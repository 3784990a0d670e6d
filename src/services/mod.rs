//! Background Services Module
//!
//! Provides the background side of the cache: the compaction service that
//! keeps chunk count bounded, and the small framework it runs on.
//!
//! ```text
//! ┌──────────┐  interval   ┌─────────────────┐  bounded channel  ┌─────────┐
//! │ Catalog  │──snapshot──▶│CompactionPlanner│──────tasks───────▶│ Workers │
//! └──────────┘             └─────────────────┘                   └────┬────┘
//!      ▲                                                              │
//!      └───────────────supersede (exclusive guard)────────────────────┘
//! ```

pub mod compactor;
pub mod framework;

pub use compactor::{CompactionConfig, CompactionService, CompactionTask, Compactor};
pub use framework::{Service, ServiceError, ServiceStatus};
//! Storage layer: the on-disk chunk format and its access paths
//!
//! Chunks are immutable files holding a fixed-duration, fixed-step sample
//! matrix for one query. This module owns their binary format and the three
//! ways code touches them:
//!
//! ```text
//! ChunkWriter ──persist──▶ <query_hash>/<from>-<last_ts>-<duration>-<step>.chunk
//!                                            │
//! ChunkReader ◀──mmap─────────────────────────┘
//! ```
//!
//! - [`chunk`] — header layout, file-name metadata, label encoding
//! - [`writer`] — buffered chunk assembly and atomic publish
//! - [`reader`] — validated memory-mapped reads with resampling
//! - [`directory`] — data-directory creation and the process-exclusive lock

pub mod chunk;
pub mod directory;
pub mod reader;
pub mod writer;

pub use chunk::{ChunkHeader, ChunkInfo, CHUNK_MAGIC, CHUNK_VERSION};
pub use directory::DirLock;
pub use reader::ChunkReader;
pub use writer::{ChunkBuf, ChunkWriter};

...

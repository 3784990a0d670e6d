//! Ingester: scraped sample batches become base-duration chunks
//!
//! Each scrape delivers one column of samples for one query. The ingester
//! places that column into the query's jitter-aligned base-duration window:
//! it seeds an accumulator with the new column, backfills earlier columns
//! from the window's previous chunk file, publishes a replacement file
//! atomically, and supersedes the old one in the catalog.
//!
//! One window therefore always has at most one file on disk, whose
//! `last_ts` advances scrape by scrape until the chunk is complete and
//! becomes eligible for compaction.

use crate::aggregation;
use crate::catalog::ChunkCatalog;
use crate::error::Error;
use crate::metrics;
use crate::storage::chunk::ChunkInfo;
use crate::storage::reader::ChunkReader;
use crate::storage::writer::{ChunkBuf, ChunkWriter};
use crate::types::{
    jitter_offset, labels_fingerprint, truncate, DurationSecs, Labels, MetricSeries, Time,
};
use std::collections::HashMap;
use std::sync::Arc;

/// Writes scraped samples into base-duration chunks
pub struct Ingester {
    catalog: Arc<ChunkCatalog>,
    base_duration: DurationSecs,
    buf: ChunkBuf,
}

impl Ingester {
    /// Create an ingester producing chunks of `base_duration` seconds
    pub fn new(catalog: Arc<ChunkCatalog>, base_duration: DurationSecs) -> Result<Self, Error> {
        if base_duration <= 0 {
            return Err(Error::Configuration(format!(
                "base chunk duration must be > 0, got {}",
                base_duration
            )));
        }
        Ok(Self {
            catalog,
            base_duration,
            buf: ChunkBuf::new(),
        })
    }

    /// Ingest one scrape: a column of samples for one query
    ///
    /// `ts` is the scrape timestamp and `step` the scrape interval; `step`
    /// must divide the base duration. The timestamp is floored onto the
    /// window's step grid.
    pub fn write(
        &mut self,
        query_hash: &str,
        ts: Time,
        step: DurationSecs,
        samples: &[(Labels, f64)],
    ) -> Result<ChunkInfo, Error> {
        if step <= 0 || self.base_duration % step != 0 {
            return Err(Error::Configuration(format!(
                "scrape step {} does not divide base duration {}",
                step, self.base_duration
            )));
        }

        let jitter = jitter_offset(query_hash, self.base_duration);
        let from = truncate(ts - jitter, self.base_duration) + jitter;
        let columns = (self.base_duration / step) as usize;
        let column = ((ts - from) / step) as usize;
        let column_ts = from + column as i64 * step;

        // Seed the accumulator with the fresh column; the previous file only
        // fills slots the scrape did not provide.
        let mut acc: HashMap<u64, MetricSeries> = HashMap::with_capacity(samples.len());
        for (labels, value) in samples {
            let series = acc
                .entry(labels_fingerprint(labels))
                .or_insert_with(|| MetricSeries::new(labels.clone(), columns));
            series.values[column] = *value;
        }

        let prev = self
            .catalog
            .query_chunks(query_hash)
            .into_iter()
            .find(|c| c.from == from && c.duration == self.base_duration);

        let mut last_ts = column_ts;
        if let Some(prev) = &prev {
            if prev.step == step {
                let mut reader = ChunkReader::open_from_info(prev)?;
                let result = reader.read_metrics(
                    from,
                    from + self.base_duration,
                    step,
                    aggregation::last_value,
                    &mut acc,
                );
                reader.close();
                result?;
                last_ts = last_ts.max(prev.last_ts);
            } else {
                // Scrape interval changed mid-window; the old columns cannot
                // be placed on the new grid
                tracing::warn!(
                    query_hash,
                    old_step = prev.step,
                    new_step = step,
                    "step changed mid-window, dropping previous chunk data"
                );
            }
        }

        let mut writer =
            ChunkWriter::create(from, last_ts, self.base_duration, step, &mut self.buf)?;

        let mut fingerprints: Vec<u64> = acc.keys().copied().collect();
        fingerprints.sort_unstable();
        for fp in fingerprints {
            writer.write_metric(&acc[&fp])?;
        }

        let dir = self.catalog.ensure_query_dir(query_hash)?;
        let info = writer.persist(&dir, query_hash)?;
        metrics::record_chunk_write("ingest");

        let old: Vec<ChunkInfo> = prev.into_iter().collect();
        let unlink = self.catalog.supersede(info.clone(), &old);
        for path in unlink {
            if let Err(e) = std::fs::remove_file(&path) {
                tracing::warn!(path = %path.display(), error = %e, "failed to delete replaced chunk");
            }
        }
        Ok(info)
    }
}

Task prompt: Show every line from the listing that contains "MetricSeries".

Answer space:
    jitter_offset, labels_fingerprint, truncate, DurationSecs, Labels, MetricSeries, Time,
        let mut acc: HashMap<u64, MetricSeries> = HashMap::with_capacity(samples.len());
                .or_insert_with(|| MetricSeries::new(labels.clone(), columns));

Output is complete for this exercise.